_AVAILABLE DATA_
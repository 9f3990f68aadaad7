use criterion::{black_box, criterion_group, criterion_main, BenchmarkId, Criterion};
use bindery::{BindingSet, Resolver, ScopeKind};
use std::sync::Arc;

fn bench_singleton_hit(c: &mut Criterion) {
    let mut bindings = BindingSet::new();
    bindings.add_instance(42u64);
    let container = bindings.build();

    // Prime the cache
    let _ = container.get::<u64>().unwrap();

    c.bench_function("singleton_hit_u64", |b| {
        b.iter(|| {
            let v = container.get::<u64>().unwrap();
            black_box(v);
        })
    });
}

fn bench_singleton_cold(c: &mut Criterion) {
    struct ExpensiveToCreate {
        data: Vec<u64>,
    }

    c.bench_function("singleton_cold_expensive", |b| {
        b.iter_batched(
            || {
                let mut bindings = BindingSet::new();
                bindings.add_singleton_factory::<ExpensiveToCreate, _>(|_| {
                    ExpensiveToCreate {
                        data: (0..1000).collect(),
                    }
                });
                bindings.build()
            },
            |container| {
                let v = container.get::<ExpensiveToCreate>().unwrap();
                black_box(v.data.len());
            },
            criterion::BatchSize::SmallInput,
        )
    });
}

fn bench_prototype_vs_session(c: &mut Criterion) {
    #[derive(Clone)]
    struct Service {
        data: [u8; 64],
    }

    let mut group = c.benchmark_group("prototype_vs_session");

    let mut proto_bindings = BindingSet::new();
    proto_bindings.add_prototype_factory::<Service, _>(|_| Service { data: [0; 64] });
    let proto_container = proto_bindings.build();

    group.bench_function("prototype", |b| {
        b.iter(|| {
            let v = proto_container.get::<Service>().unwrap();
            black_box(&v.data);
        })
    });

    let mut session_bindings = BindingSet::new();
    session_bindings
        .bind::<Service>()
        .scope(ScopeKind::Session)
        .to_factory(|_| Service { data: [0; 64] });
    let session_container = session_bindings.build();
    session_container.begin_session("bench");
    let scoped = session_container.scoped().session("bench");

    // Prime the per-key cache
    let _ = scoped.get::<Service>().unwrap();

    group.bench_function("session_hit", |b| {
        b.iter(|| {
            let v = scoped.get::<Service>().unwrap();
            black_box(&v.data);
        })
    });

    group.finish();
    session_container.end_session("bench");
}

fn bench_interface_disambiguation(c: &mut Criterion) {
    trait Codec: Send + Sync {
        fn id(&self) -> u64;
    }

    struct Fast;
    impl Codec for Fast {
        fn id(&self) -> u64 {
            1
        }
    }

    struct Slow;
    impl Codec for Slow {
        fn id(&self) -> u64 {
            2
        }
    }

    let mut group = c.benchmark_group("interface");

    let mut single = BindingSet::new();
    single.add_singleton_factory::<Fast, _>(|_| Fast);
    single.add_implementation::<dyn Codec, Fast>(|f| f);
    let single_container = single.build();

    group.bench_function("single_candidate", |b| {
        b.iter(|| {
            let v = single_container.get_interface::<dyn Codec>().unwrap();
            black_box(v.id());
        })
    });

    let mut contested = BindingSet::new();
    contested.bind::<Fast>().primary().priority(10).to_factory(|_| Fast);
    contested.bind::<Slow>().priority(5).to_factory(|_| Slow);
    contested.add_implementation::<dyn Codec, Fast>(|f| f);
    contested.add_implementation::<dyn Codec, Slow>(|s| s);
    let contested_container = contested.build();

    group.bench_function("primary_tie_break", |b| {
        b.iter(|| {
            let v = contested_container.get_interface::<dyn Codec>().unwrap();
            black_box(v.id());
        })
    });

    group.finish();
}

fn bench_chain_depth(c: &mut Criterion) {
    // Non-cyclic chain of depth 8; measures per-frame chain overhead.
    struct Service1;
    struct Service2 {
        _s1: Arc<Service1>,
    }
    struct Service3 {
        _s2: Arc<Service2>,
    }
    struct Service4 {
        _s3: Arc<Service3>,
    }
    struct Service5 {
        _s4: Arc<Service4>,
    }
    struct Service6 {
        _s5: Arc<Service5>,
    }
    struct Service7 {
        _s6: Arc<Service6>,
    }
    struct Service8 {
        _s7: Arc<Service7>,
    }

    let mut bindings = BindingSet::new();
    bindings.add_instance(Service1);
    bindings.add_prototype_factory::<Service2, _>(|r| Service2 { _s1: r.get_required() });
    bindings.add_prototype_factory::<Service3, _>(|r| Service3 { _s2: r.get_required() });
    bindings.add_prototype_factory::<Service4, _>(|r| Service4 { _s3: r.get_required() });
    bindings.add_prototype_factory::<Service5, _>(|r| Service5 { _s4: r.get_required() });
    bindings.add_prototype_factory::<Service6, _>(|r| Service6 { _s5: r.get_required() });
    bindings.add_prototype_factory::<Service7, _>(|r| Service7 { _s6: r.get_required() });
    bindings.add_prototype_factory::<Service8, _>(|r| Service8 { _s7: r.get_required() });
    let container = bindings.build();

    c.bench_function("chain_depth_8", |b| {
        b.iter(|| {
            let service = container.get::<Service8>().unwrap();
            black_box(&service);
        })
    });
}

fn bench_contention(c: &mut Criterion) {
    let mut group = c.benchmark_group("contention");

    let mut bindings = BindingSet::new();
    bindings.add_instance(42u64);
    let container = bindings.build();

    // Prime the cache
    let _ = container.get::<u64>().unwrap();

    for &thread_count in &[1, 2, 4, 8] {
        group.bench_with_input(
            BenchmarkId::new("singleton_threads", thread_count),
            &thread_count,
            |b, &threads| {
                b.iter_custom(|iters| {
                    let start = std::time::Instant::now();
                    crossbeam_utils::thread::scope(|s| {
                        for _ in 0..threads {
                            let container_ref = &container;
                            s.spawn(move |_| {
                                for _ in 0..iters / threads as u64 {
                                    let v = container_ref.get::<u64>().unwrap();
                                    black_box(v);
                                }
                            });
                        }
                    })
                    .unwrap();
                    start.elapsed()
                })
            },
        );
    }

    group.finish();
}

fn bench_mixed_workload(c: &mut Criterion) {
    // Realistic mix: mostly singleton hits, some session hits, a few
    // prototypes.
    struct SingletonService(u64);
    struct SessionService(u64);
    struct PrototypeService(u64);

    let mut bindings = BindingSet::new();
    bindings.add_instance(SingletonService(1));
    bindings
        .bind::<SessionService>()
        .scope(ScopeKind::Session)
        .to_factory(|_| SessionService(2));
    bindings.add_prototype_factory::<PrototypeService, _>(|_| PrototypeService(3));

    let container = bindings.build();
    container.begin_session("bench");
    let scoped = container.scoped().session("bench");

    // Prime caches
    let _ = container.get::<SingletonService>().unwrap();
    let _ = scoped.get::<SessionService>().unwrap();

    c.bench_function("mixed_workload_realistic", |b| {
        b.iter(|| {
            for _ in 0..7 {
                let v = container.get::<SingletonService>().unwrap();
                black_box(v.0);
            }
            for _ in 0..2 {
                let v = scoped.get::<SessionService>().unwrap();
                black_box(v.0);
            }
            let v = container.get::<PrototypeService>().unwrap();
            black_box(v.0);
        })
    });

    container.end_session("bench");
}

criterion_group!(
    benches,
    bench_singleton_hit,
    bench_singleton_cold,
    bench_prototype_vs_session,
    bench_interface_disambiguation,
    bench_chain_depth,
    bench_contention,
    bench_mixed_workload
);

criterion_main!(benches);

_DESCRIPTION OF THE TASK_
Reproduce the entire listing so that it matches the original in every line.

_TASK ANSWER_
repository 9f3990f68aadaad7
use criterion::{black_box, criterion_group, criterion_main, BenchmarkId, Criterion};
use bindery::{BindingSet, Resolver, ScopeKind};
use std::sync::Arc;

fn bench_singleton_hit(c: &mut Criterion) {
    let mut bindings = BindingSet::new();
    bindings.add_instance(42u64);
    let container = bindings.build();

    // Prime the cache
    let _ = container.get::<u64>().unwrap();

    c.bench_function("singleton_hit_u64", |b| {
        b.iter(|| {
            let v = container.get::<u64>().unwrap();
            black_box(v);
        })
    });
}

fn bench_singleton_cold(c: &mut Criterion) {
    struct ExpensiveToCreate {
        data: Vec<u64>,
    }

    c.bench_function("singleton_cold_expensive", |b| {
        b.iter_batched(
            || {
                let mut bindings = BindingSet::new();
                bindings.add_singleton_factory::<ExpensiveToCreate, _>(|_| {
                    ExpensiveToCreate {
                        data: (0..1000).collect(),
                    }
                });
                bindings.build()
            },
            |container| {
                let v = container.get::<ExpensiveToCreate>().unwrap();
                black_box(v.data.len());
            },
            criterion::BatchSize::SmallInput,
        )
    });
}

fn bench_prototype_vs_session(c: &mut Criterion) {
    #[derive(Clone)]
    struct Service {
        data: [u8; 64],
    }

    let mut group = c.benchmark_group("prototype_vs_session");

    let mut proto_bindings = BindingSet::new();
    proto_bindings.add_prototype_factory::<Service, _>(|_| Service { data: [0; 64] });
    let proto_container = proto_bindings.build();

    group.bench_function("prototype", |b| {
        b.iter(|| {
            let v = proto_container.get::<Service>().unwrap();
            black_box(&v.data);
        })
    });

    let mut session_bindings = BindingSet::new();
    session_bindings
        .bind::<Service>()
        .scope(ScopeKind::Session)
        .to_factory(|_| Service { data: [0; 64] });
    let session_container = session_bindings.build();
    session_container.begin_session("bench");
    let scoped = session_container.scoped().session("bench");

    // Prime the per-key cache
    let _ = scoped.get::<Service>().unwrap();

    group.bench_function("session_hit", |b| {
        b.iter(|| {
            let v = scoped.get::<Service>().unwrap();
            black_box(&v.data);
        })
    });

    group.finish();
    session_container.end_session("bench");
}

fn bench_interface_disambiguation(c: &mut Criterion) {
    trait Codec: Send + Sync {
        fn id(&self) -> u64;
    }

    struct Fast;
    impl Codec for Fast {
        fn id(&self) -> u64 {
            1
        }
    }

    struct Slow;
    impl Codec for Slow {
        fn id(&self) -> u64 {
            2
        }
    }

    let mut group = c.benchmark_group("interface");

    let mut single = BindingSet::new();
    single.add_singleton_factory::<Fast, _>(|_| Fast);
    single.add_implementation::<dyn Codec, Fast>(|f| f);
    let single_container = single.build();

    group.bench_function("single_candidate", |b| {
        b.iter(|| {
            let v = single_container.get_interface::<dyn Codec>().unwrap();
            black_box(v.id());
        })
    });

    let mut contested = BindingSet::new();
    contested.bind::<Fast>().primary().priority(10).to_factory(|_| Fast);
    contested.bind::<Slow>().priority(5).to_factory(|_| Slow);
    contested.add_implementation::<dyn Codec, Fast>(|f| f);
    contested.add_implementation::<dyn Codec, Slow>(|s| s);
    let contested_container = contested.build();

    group.bench_function("primary_tie_break", |b| {
        b.iter(|| {
            let v = contested_container.get_interface::<dyn Codec>().unwrap();
            black_box(v.id());
        })
    });

    group.finish();
}

fn bench_chain_depth(c: &mut Criterion) {
    // Non-cyclic chain of depth 8; measures per-frame chain overhead.
    struct Service1;
    struct Service2 {
        _s1: Arc<Service1>,
    }
    struct Service3 {
        _s2: Arc<Service2>,
    }
    struct Service4 {
        _s3: Arc<Service3>,
    }
    struct Service5 {
        _s4: Arc<Service4>,
    }
    struct Service6 {
        _s5: Arc<Service5>,
    }
    struct Service7 {
        _s6: Arc<Service6>,
    }
    struct Service8 {
        _s7: Arc<Service7>,
    }

    let mut bindings = BindingSet::new();
    bindings.add_instance(Service1);
    bindings.add_prototype_factory::<Service2, _>(|r| Service2 { _s1: r.get_required() });
    bindings.add_prototype_factory::<Service3, _>(|r| Service3 { _s2: r.get_required() });
    bindings.add_prototype_factory::<Service4, _>(|r| Service4 { _s3: r.get_required() });
    bindings.add_prototype_factory::<Service5, _>(|r| Service5 { _s4: r.get_required() });
    bindings.add_prototype_factory::<Service6, _>(|r| Service6 { _s5: r.get_required() });
    bindings.add_prototype_factory::<Service7, _>(|r| Service7 { _s6: r.get_required() });
    bindings.add_prototype_factory::<Service8, _>(|r| Service8 { _s7: r.get_required() });
    let container = bindings.build();

    c.bench_function("chain_depth_8", |b| {
        b.iter(|| {
            let service = container.get::<Service8>().unwrap();
            black_box(&service);
        })
    });
}

fn bench_contention(c: &mut Criterion) {
    let mut group = c.benchmark_group("contention");

    let mut bindings = BindingSet::new();
    bindings.add_instance(42u64);
    let container = bindings.build();

    // Prime the cache
    let _ = container.get::<u64>().unwrap();

    for &thread_count in &[1, 2, 4, 8] {
        group.bench_with_input(
            BenchmarkId::new("singleton_threads", thread_count),
            &thread_count,
            |b, &threads| {
                b.iter_custom(|iters| {
                    let start = std::time::Instant::now();
                    crossbeam_utils::thread::scope(|s| {
                        for _ in 0..threads {
                            let container_ref = &container;
                            s.spawn(move |_| {
                                for _ in 0..iters / threads as u64 {
                                    let v = container_ref.get::<u64>().unwrap();
                                    black_box(v);
                                }
                            });
                        }
                    })
                    .unwrap();
                    start.elapsed()
                })
            },
        );
    }

    group.finish();
}

fn bench_mixed_workload(c: &mut Criterion) {
    // Realistic mix: mostly singleton hits, some session hits, a few
    // prototypes.
    struct SingletonService(u64);
    struct SessionService(u64);
    struct PrototypeService(u64);

    let mut bindings = BindingSet::new();
    bindings.add_instance(SingletonService(1));
    bindings
        .bind::<SessionService>()
        .scope(ScopeKind::Session)
        .to_factory(|_| SessionService(2));
    bindings.add_prototype_factory::<PrototypeService, _>(|_| PrototypeService(3));

    let container = bindings.build();
    container.begin_session("bench");
    let scoped = container.scoped().session("bench");

    // Prime caches
    let _ = container.get::<SingletonService>().unwrap();
    let _ = scoped.get::<SessionService>().unwrap();

    c.bench_function("mixed_workload_realistic", |b| {
        b.iter(|| {
            for _ in 0..7 {
                let v = container.get::<SingletonService>().unwrap();
                black_box(v.0);
            }
            for _ in 0..2 {
                let v = scoped.get::<SessionService>().unwrap();
                black_box(v.0);
            }
            let v = container.get::<PrototypeService>().unwrap();
            black_box(v.0);
        })
    });

    container.end_session("bench");
}

criterion_group!(
    benches,
    bench_singleton_hit,
    bench_singleton_cold,
    bench_prototype_vs_session,
    bench_interface_disambiguation,
    bench_chain_depth,
    bench_contention,
    bench_mixed_workload
);

criterion_main!(benches);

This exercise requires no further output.